**Task directions:** A single number is wanted: how many lines of the records below contain the word "link".

Saved entries:

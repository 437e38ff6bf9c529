//! Shared process services handed to every link call.
//!
//! The registry is an explicit context object owned by the
//! [`ProcessManager`](crate::manager::ProcessManager) and passed by `&mut` to
//! link lifecycle methods. Fork workers get their own `Services` with private
//! copies of the ConfigObject and DataStore; only the ForkStore handle is
//! shared.
//!
//! Services can be persisted per chain under
//! `{results_dir}/{analysis_name}/proc_service_data/v{version}/_{chain}/`,
//! one JSON file per service kind, with a `latest` marker naming the most
//! recently persisted chain directory.

use std::fs;
use std::path::{Path, PathBuf};

use crate::config::ConfigObject;
use crate::errors::PersistenceError;
use crate::persistence;
use crate::settings::Settings;
use crate::store::{DataStore, ForkStore};

const SERVICE_DATA_DIR: &str = "proc_service_data";
const LATEST_MARKER: &str = "latest";

/// Persistable service kinds.
#[derive(Debug, Clone, Copy, PartialEq, Eq)]
pub enum ServiceKind {
    Config,
    DataStore,
}

impl ServiceKind {
    pub fn file_name(&self) -> &'static str {
        match self {
            ServiceKind::Config => "config.json",
            ServiceKind::DataStore => "datastore.json",
        }
    }
}

#[derive(Debug, Clone, Default)]
pub struct Services {
    pub config: ConfigObject,
    pub datastore: DataStore,
    pub forkstore: ForkStore,
}

impl Services {
    pub fn new(settings: &Settings) -> Self {
        Self {
            config: ConfigObject::from_settings(settings),
            datastore: DataStore::new(),
            forkstore: ForkStore::new(),
        }
    }

    /// Services for fork worker `index`.
    ///
    /// The config and datastore are private copies of the current (pre-fork)
    /// state; the fork store is the same shared handle.
    pub fn for_worker(&self, index: usize) -> Self {
        Self {
            config: self.config.for_worker(index),
            datastore: self.datastore.clone(),
            forkstore: self.forkstore.clone(),
        }
    }

    /// Drop all service state and start over from `settings`.
    pub fn reset(&mut self, settings: &Settings) {
        *self = Self::new(settings);
    }

    /// Base directory of persisted service data for this analysis and version.
    pub fn service_data_dir(&self) -> PathBuf {
        self.config
            .results_dir()
            .join(sanitize(self.config.analysis_name()))
            .join(SERVICE_DATA_DIR)
            .join(format!("v{}", self.config.version()))
    }

    /// Directory holding the services persisted after `chain`.
    pub fn chain_dir(&self, chain: &str) -> PathBuf {
        self.service_data_dir().join(format!("_{}", chain))
    }

    /// Persist the ConfigObject and DataStore as the output of `chain`.
    pub fn persist(&self, chain: &str) -> Result<PathBuf, PersistenceError> {
        let chain_dir = self.chain_dir(chain);
        persistence::persist(
            self.config.store(),
            &chain_dir.join(ServiceKind::Config.file_name()),
        )?;
        persistence::persist(
            &self.datastore,
            &chain_dir.join(ServiceKind::DataStore.file_name()),
        )?;

        let marker = self.service_data_dir().join(LATEST_MARKER);
        fs::write(&marker, format!("_{}\n", chain)).map_err(|source| PersistenceError::Io {
            path: marker.clone(),
            source,
        })?;

        tracing::info!(chain = %chain, dir = %chain_dir.display(), "persisted process services");
        Ok(chain_dir)
    }

    /// Restore one service kind persisted after `chain`, or after the latest
    /// persisted chain when `chain` is `None`.
    pub fn restore(
        &self,
        kind: ServiceKind,
        chain: Option<&str>,
    ) -> Result<crate::store::KeyedStore, PersistenceError> {
        let dir = match chain {
            Some(chain) => self.chain_dir(chain),
            None => self.latest_dir()?,
        };
        persistence::restore(&dir.join(kind.file_name()))
    }

    /// Replace the live DataStore with the one persisted after `chain`.
    pub fn import_datastore(&mut self, chain: Option<&str>) -> Result<(), PersistenceError> {
        let restored = self.restore(ServiceKind::DataStore, chain)?;
        tracing::debug!(
            chain = chain.unwrap_or(LATEST_MARKER),
            keys = restored.len(),
            "imported datastore"
        );
        self.datastore = restored;
        Ok(())
    }

    fn latest_dir(&self) -> Result<PathBuf, PersistenceError> {
        let base = self.service_data_dir();
        let marker = base.join(LATEST_MARKER);
        let name = read_marker(&marker)?;
        Ok(base.join(name))
    }
}

fn read_marker(marker: &Path) -> Result<String, PersistenceError> {
    match fs::read_to_string(marker) {
        Ok(content) => Ok(content.trim().to_string()),
        Err(e) if e.kind() == std::io::ErrorKind::NotFound => Err(PersistenceError::NotFound {
            path: marker.to_path_buf(),
        }),
        Err(source) => Err(PersistenceError::Io {
            path: marker.to_path_buf(),
            source,
        }),
    }
}

fn sanitize(name: &str) -> String {
    name.split_whitespace().collect::<Vec<_>>().join("_")
}

#[cfg(test)]
mod tests {
    use super::*;
    use serde_json::json;
    use tempfile::TempDir;

    fn services_in(dir: &Path) -> Services {
        let settings = Settings {
            analysis_name: "my analysis".to_string(),
            version: 2,
            results_dir: dir.to_path_buf(),
            ..Settings::default()
        };
        Services::new(&settings)
    }

    #[test]
    fn test_service_data_dir_layout() {
        let dir = TempDir::new().unwrap();
        let services = services_in(dir.path());
        assert_eq!(
            services.chain_dir("Start"),
            dir.path()
                .join("my_analysis/proc_service_data/v2/_Start")
        );
    }

    #[test]
    fn test_persist_and_import_datastore() {
        let dir = TempDir::new().unwrap();
        let mut services = services_in(dir.path());
        services.datastore.set("number", 1);
        services.persist("Start").unwrap();

        services.datastore.set("number", 2);
        services.datastore.set("extra", true);
        services.import_datastore(Some("Start")).unwrap();

        assert_eq!(services.datastore.get("number").unwrap(), &json!(1));
        assert!(!services.datastore.contains("extra"));
    }

    #[test]
    fn test_latest_marker_follows_last_persist() {
        let dir = TempDir::new().unwrap();
        let mut services = services_in(dir.path());
        services.datastore.set("step", "first");
        services.persist("First").unwrap();
        services.datastore.set("step", "second");
        services.persist("Second").unwrap();

        let restored = services.restore(ServiceKind::DataStore, None).unwrap();
        assert_eq!(restored.get_str("step").unwrap(), "second");

        let config = services.restore(ServiceKind::Config, Some("First")).unwrap();
        assert_eq!(config.get_str("analysis_name").unwrap(), "my analysis");
    }

    #[test]
    fn test_import_missing_chain_is_not_found() {
        let dir = TempDir::new().unwrap();
        let mut services = services_in(dir.path());
        let err = services.import_datastore(Some("Nowhere")).unwrap_err();
        assert!(matches!(err, PersistenceError::NotFound { .. }));
        let err = services.import_datastore(None).unwrap_err();
        assert!(matches!(err, PersistenceError::NotFound { .. }));
    }

    #[test]
    fn test_worker_services_are_private_except_forkstore() {
        let mut parent = Services::default();
        parent.datastore.set("seed", 7);

        let mut worker = parent.for_worker(3);
        worker.datastore.set("seed", 8);
        worker.forkstore.increment("n", 1).unwrap();

        assert_eq!(worker.config.fork_index(), Some(3));
        assert_eq!(parent.config.fork_index(), None);
        assert_eq!(parent.datastore.get_i64("seed").unwrap(), 7);
        assert_eq!(parent.forkstore.snapshot().unwrap().get_i64("n").unwrap(), 1);
    }
}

**Final answer:** 2